BACKGROUND - Programmed necrosis is a form of caspase-independent cell death whose molecular regulation is poorly understood. While tumor necrosis factor-alpha (TNF-α) has been identified as an activator of programmed necrosis, the specific context under which this can happen is unclear. Recently we reported that TNF-α can be expressed by human tumor cells as both a membrane tethered (mTNF-α) and a soluble (sTNF-α) form. Whereas low level, tumor-derived sTNF-α acts as a tumor promoter, tumor cell expression of mTNF-α significantly delays tumor growth in mice, in large part by induction of programmed necrosis of tumor associated myeloid cells.
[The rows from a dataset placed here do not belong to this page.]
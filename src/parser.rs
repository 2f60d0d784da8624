use std::rc::Rc;

use crate::ast::*;
use crate::error::CompileError;
use crate::lexer::{Lexer, SpannedToken, Token};

/// Parse a module. Errors carry a code frame rendered against `source`.
pub fn parse(source: &str, specifier: &str) -> Result<Program, CompileError> {
    let result = Lexer::new(source).and_then(|lexer| {
        let mut parser = Parser {
            lexer,
            inside_macro: false,
            top_level: true,
        };
        parser.parse_program()
    });
    if result.is_ok() {
        tracing::debug!(specifier, "parsed module");
    }
    result.map_err(|e| e.with_frame(source, specifier))
}

struct Parser<'a> {
    lexer: Lexer<'a>,
    inside_macro: bool,
    top_level: bool,
}

impl Parser<'_> {
    // ── Helpers ────────────────────────────────────────────────────

    fn peek(&self) -> &Token {
        &self.lexer.peek().token
    }

    /// Start of the node beginning at the peeked token.
    fn start(&self) -> Span {
        self.lexer.peek().span
    }

    /// Span from `start` to the end of the last consumed token.
    fn finish(&self, start: Span) -> Span {
        start.merge(self.lexer.last_span())
    }

    fn expect(&mut self, token: &Token) -> Result<SpannedToken, CompileError> {
        self.lexer.expect(token)
    }

    fn eat(&mut self, token: &Token) -> Result<bool, CompileError> {
        self.lexer.eat(token)
    }

    fn expect_ident(&mut self) -> Result<Ident, CompileError> {
        let tok = self.expect(&Token::Ident(String::new()))?;
        match tok.token {
            Token::Ident(name) => Ok(Ident { name, span: tok.span }),
            _ => Err(CompileError::syntax("Unexpected token", tok.span)),
        }
    }

    fn expect_macro_ident(&mut self) -> Result<Ident, CompileError> {
        let tok = self.expect(&Token::MacroIdent(String::new()))?;
        match tok.token {
            Token::MacroIdent(name) => Ok(Ident { name, span: tok.span }),
            _ => Err(CompileError::syntax("Unexpected token", tok.span)),
        }
    }

    fn expect_string(&mut self) -> Result<StringLit, CompileError> {
        let tok = self.expect(&Token::Str(String::new()))?;
        match tok.token {
            Token::Str(value) => Ok(StringLit { value, span: tok.span }),
            _ => Err(CompileError::syntax("Unexpected token", tok.span)),
        }
    }

    // ── Statements ─────────────────────────────────────────────────

    fn parse_program(&mut self) -> Result<Program, CompileError> {
        let start = self.start();
        let statements = self.parse_statement_list(&Token::Eof)?;
        Ok(Program {
            statements,
            span: self.finish(start),
        })
    }

    fn parse_statement_list(&mut self, end: &Token) -> Result<Vec<Stmt>, CompileError> {
        let mut statements = Vec::new();
        while !self.eat(end)? {
            statements.push(self.parse_statement(end)?);
        }
        Ok(statements)
    }

    fn parse_statement(&mut self, end: &Token) -> Result<Stmt, CompileError> {
        match self.peek() {
            Token::Import => Ok(Stmt::Import(self.parse_import()?)),
            Token::Let => Ok(Stmt::Local(self.parse_local()?)),
            Token::Alias => Ok(Stmt::Alias(self.parse_alias()?)),
            Token::Export | Token::Macro => {
                if self.inside_macro {
                    return Err(CompileError::syntax(
                        "Cannot declare macro inside macro",
                        self.start(),
                    ));
                }
                Ok(Stmt::Macro(Rc::new(self.parse_macro()?)))
            }
            Token::If => {
                let start = self.start();
                let node = self.parse_if()?;
                Ok(Stmt::If(node, self.finish(start)))
            }
            Token::LBrace => Ok(Stmt::Block(self.parse_block()?)),
            _ => {
                let expr = self.parse_expression()?;
                if self.peek().is_assignment() {
                    if let Some(target) = assign_target(&expr) {
                        return Ok(Stmt::Assignment(self.parse_assignment(target, expr)?));
                    }
                }
                if self.eat(&Token::Semicolon)? {
                    return Ok(Stmt::Expr { expr, terminated: true });
                }
                if !self.lexer.test(end) {
                    let at = expr.span.end;
                    return Err(CompileError::syntax(
                        "Expected semicolon after expression",
                        Span {
                            start_index: expr.span.end_index,
                            end_index: expr.span.end_index,
                            start: at,
                            end: Position { line: at.line, column: at.column + 1 },
                        },
                    ));
                }
                Ok(Stmt::Expr { expr, terminated: false })
            }
        }
    }

    fn parse_import(&mut self) -> Result<ImportDecl, CompileError> {
        let start = self.start();
        self.expect(&Token::Import)?;
        self.expect(&Token::LBrace)?;
        let mut names = Vec::new();
        while !self.eat(&Token::RBrace)? {
            names.push(self.expect_ident()?);
            if self.eat(&Token::RBrace)? {
                break;
            }
            self.expect(&Token::Comma)?;
        }
        self.expect(&Token::From)?;
        let specifier = self.expect_string()?;
        self.expect(&Token::Semicolon)?;
        Ok(ImportDecl {
            names,
            specifier,
            span: self.finish(start),
        })
    }

    fn parse_local(&mut self) -> Result<LocalDecl, CompileError> {
        let start = self.start();
        self.expect(&Token::Let)?;
        let name = self.expect_ident()?;
        self.expect(&Token::Assign)?;
        let value = self.parse_expression()?;
        self.expect(&Token::Semicolon)?;
        Ok(LocalDecl {
            name,
            value,
            span: self.finish(start),
        })
    }

    fn parse_alias(&mut self) -> Result<AliasDecl, CompileError> {
        let start = self.start();
        self.expect(&Token::Alias)?;
        let name = self.expect_ident()?;
        self.expect(&Token::Assign)?;
        self.lexer.rescan_simvar()?;
        let tok = self.expect(&Token::SimVar(SimVarRef {
            name: String::new(),
            unit: None,
        }))?;
        let Token::SimVar(target) = tok.token else {
            return Err(CompileError::syntax("Unexpected token", tok.span));
        };
        if target.unit.is_none() {
            return Err(CompileError::syntax("Aliased simvars must have a unit", tok.span));
        }
        self.expect(&Token::Semicolon)?;
        Ok(AliasDecl {
            name,
            target,
            target_span: tok.span,
            span: self.finish(start),
        })
    }

    fn parse_macro(&mut self) -> Result<MacroDecl, CompileError> {
        let start = self.start();
        let exported = self.top_level && self.eat(&Token::Export)?;
        self.expect(&Token::Macro)?;
        let name = self.expect_ident()?;
        self.expect(&Token::LParen)?;
        let mut params = Vec::new();
        while !self.eat(&Token::RParen)? {
            params.push(self.expect_macro_ident()?);
            if self.eat(&Token::RParen)? {
                break;
            }
            self.expect(&Token::Comma)?;
        }
        self.inside_macro = true;
        let body = self.parse_block();
        self.inside_macro = false;
        Ok(MacroDecl {
            name,
            exported,
            params,
            body: body?,
            span: self.finish(start),
        })
    }

    /// `target = value;` or `target OP= value;`, the latter rewritten to
    /// `target = target OP value`.
    fn parse_assignment(&mut self, target: AssignTarget, left: Expr) -> Result<Assignment, CompileError> {
        let start = left.span;
        let tok = self.lexer.next()?;
        let value = match tok.token {
            Token::Assign => self.parse_expression()?,
            Token::AssignOp(op) => {
                let right = self.parse_expression()?;
                Expr {
                    kind: ExprKind::Binary {
                        op,
                        left: Box::new(left),
                        right: Box::new(right),
                    },
                    span: self.finish(start),
                }
            }
            _ => return Err(CompileError::syntax("Unexpected token", tok.span)),
        };
        self.expect(&Token::Semicolon)?;
        Ok(Assignment {
            target,
            value,
            span: self.finish(start),
        })
    }

    // ── Expressions ────────────────────────────────────────────────

    fn parse_expression(&mut self) -> Result<Expr, CompileError> {
        let initial = self.parse_unary()?;
        self.parse_binary(BinOp::Or.precedence(), initial)
    }

    /// Precedence climbing: consume every operator of the current tier, then
    /// step down one tier, until below `precedence`.
    fn parse_binary(&mut self, precedence: u8, initial: Expr) -> Result<Expr, CompileError> {
        let mut p = self.peek().precedence();
        let mut x = initial;
        while p >= precedence {
            while self.peek().precedence() == p {
                let tok = self.lexer.next()?;
                let Some(op) = tok.token.binary_op() else {
                    return Err(CompileError::syntax("Unexpected token", tok.span));
                };
                let operand = self.parse_unary()?;
                let right = self.parse_binary(p + 1, operand)?;
                let span = self.finish(x.span);
                x = Expr {
                    kind: ExprKind::Binary {
                        op,
                        left: Box::new(x),
                        right: Box::new(right),
                    },
                    span,
                };
            }
            p -= 1;
        }
        Ok(x)
    }

    fn parse_unary(&mut self) -> Result<Expr, CompileError> {
        let start = self.start();
        let op = match self.peek() {
            Token::Bang => UnaryOp::Not,
            Token::Tilde => UnaryOp::BitNot,
            Token::Minus => UnaryOp::Neg,
            _ => return self.parse_method(),
        };
        self.lexer.next()?;
        let operand = self.parse_unary()?;
        Ok(Expr {
            kind: ExprKind::Unary {
                op,
                operand: Box::new(operand),
            },
            span: self.finish(start),
        })
    }

    fn parse_method(&mut self) -> Result<Expr, CompileError> {
        let mut left = self.parse_macro_expansion()?;
        while self.eat(&Token::Period)? {
            let callee = self.expect_ident()?;
            let args = self.parse_arguments()?;
            let span = self.finish(left.span);
            left = Expr {
                kind: ExprKind::Method {
                    target: Box::new(left),
                    callee,
                    args,
                },
                span,
            };
        }
        Ok(left)
    }

    fn parse_macro_expansion(&mut self) -> Result<Expr, CompileError> {
        let left = self.parse_primary()?;
        if let ExprKind::Identifier(name) = &left.kind {
            if self.lexer.test(&Token::LParen) {
                let name = Ident {
                    name: name.clone(),
                    span: left.span,
                };
                let args = self.parse_arguments()?;
                return Ok(Expr {
                    kind: ExprKind::MacroExpansion { name, args },
                    span: self.finish(left.span),
                });
            }
        }
        Ok(left)
    }

    fn parse_arguments(&mut self) -> Result<Arguments, CompileError> {
        let open = self.expect(&Token::LParen)?;
        let mut items = Vec::new();
        while !self.lexer.test(&Token::RParen) {
            items.push(Rc::new(self.parse_expression()?));
            if self.lexer.test(&Token::RParen) {
                break;
            }
            self.expect(&Token::Comma)?;
        }
        let close = self.expect(&Token::RParen)?;
        Ok(Arguments {
            items,
            span: open.span.merge(close.span),
        })
    }

    fn parse_primary(&mut self) -> Result<Expr, CompileError> {
        match self.peek() {
            Token::Ident(_) => {
                let ident = self.expect_ident()?;
                Ok(Expr {
                    kind: ExprKind::Identifier(ident.name),
                    span: ident.span,
                })
            }
            Token::MacroIdent(_) if !self.inside_macro => Err(self.lexer.unexpected()),
            Token::LParen => {
                self.lexer.next()?;
                let inner = self.parse_expression()?;
                self.expect(&Token::RParen)?;
                Ok(inner)
            }
            Token::If => {
                let start = self.start();
                let node = self.parse_if()?;
                Ok(Expr {
                    kind: ExprKind::If(node),
                    span: self.finish(start),
                })
            }
            Token::LBrace => {
                let block = self.parse_block()?;
                Ok(Expr {
                    span: block.span,
                    kind: ExprKind::Block(block),
                })
            }
            Token::MacroIdent(_)
            | Token::True
            | Token::False
            | Token::Number(_)
            | Token::Str(_)
            | Token::SimVar(_)
            | Token::Insert(_) => {
                let tok = self.lexer.next()?;
                let kind = match tok.token {
                    Token::MacroIdent(name) => ExprKind::MacroIdentifier(name),
                    Token::True => ExprKind::Boolean(true),
                    Token::False => ExprKind::Boolean(false),
                    Token::Number(n) => ExprKind::Number(n),
                    Token::Str(s) => ExprKind::Str(s),
                    Token::SimVar(var) => ExprKind::SimVar(var),
                    Token::Insert(var) => ExprKind::Insert(var),
                    _ => return Err(CompileError::syntax("Unexpected token", tok.span)),
                };
                Ok(Expr { kind, span: tok.span })
            }
            _ => Err(self.lexer.unexpected()),
        }
    }

    fn parse_if(&mut self) -> Result<IfExpr, CompileError> {
        self.expect(&Token::If)?;
        let test = self.parse_expression()?;
        let consequent = self.parse_block()?;
        let alternative = if self.eat(&Token::Else)? {
            if self.lexer.test(&Token::If) {
                // `else if` becomes a block whose value is the nested if.
                let start = self.start();
                let nested = self.parse_if()?;
                let span = self.finish(start);
                Some(Block {
                    statements: vec![Stmt::Expr {
                        expr: Expr {
                            kind: ExprKind::If(nested),
                            span,
                        },
                        terminated: false,
                    }],
                    span,
                })
            } else {
                Some(self.parse_block()?)
            }
        } else {
            None
        };
        Ok(IfExpr {
            test: Box::new(test),
            consequent,
            alternative,
        })
    }

    fn parse_block(&mut self) -> Result<Block, CompileError> {
        let start = self.start();
        self.expect(&Token::LBrace)?;
        let top_level = std::mem::replace(&mut self.top_level, false);
        let statements = self.parse_statement_list(&Token::RBrace);
        self.top_level = top_level;
        Ok(Block {
            statements: statements?,
            span: self.finish(start),
        })
    }
}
In this study we sought to determine the molecular mechanism involved in mTNF-α oxidative stress-induced cell death by evaluating the known pathways involved in TNF receptor-induced programmed necrosis.
METHODS - The source of Reactive Oxygen Species (ROS) in mTNF-α treated cells was determined by coculturing RAW 264.7 monocytic and L929 fibroblasts cells with fixed B16F10 control or mTNF-α expressing-melanoma cells in the presence of inhibitors of NADPH and mitochondria ROS. To identify the down-stream effector of TNF-a receptors (TNFR), level of phospho-RIP-1 and ceramide activity were evaluated.To determine whether mTNF-mediated cell death was dependent on a specific TNFR, cell death was measured in primary CD11b myeloid cells isolated from wild-type or TNFR-1, TNFR-2, TNFR-1 and TNFR-2 double knockout mice, cocultured with various TNF-α isoform.
RESULTS - Tumor derived-mTNF-α increased ROS-mediated cytotoxicity, independent of caspase-3 activity. Although TNFR on target cells were required for this effect, we observed that mTNF-induced cell death could be mediated through both TNFR-1 and the death domain-lacking TNFR-2. ROS generation and cytotoxicity were inhibited by a mitochondrial respiratory chain inhibitor but not by an inhibitor of NADPH oxidase. mTNF-α mediated cytotoxicity was independent of RIP-1, a serine/threonine kinase that serves as a main adaptor protein of sTNF-α induced programmed necrosis. Instead, mTNF-α-induced ROS and cell death was prohibited by the ceramide-activated protein kinase (CAPK) inhibitor.
CONCLUSION - These findings demonstrate that the mTNF-α isoform is an effective inducer of programmed necrosis through a caspase independent, ceramide-related pathway. Interestingly, unlike sTNFα, mTNF-induced programmed necrosis is not dependent on the presence of TNFR1.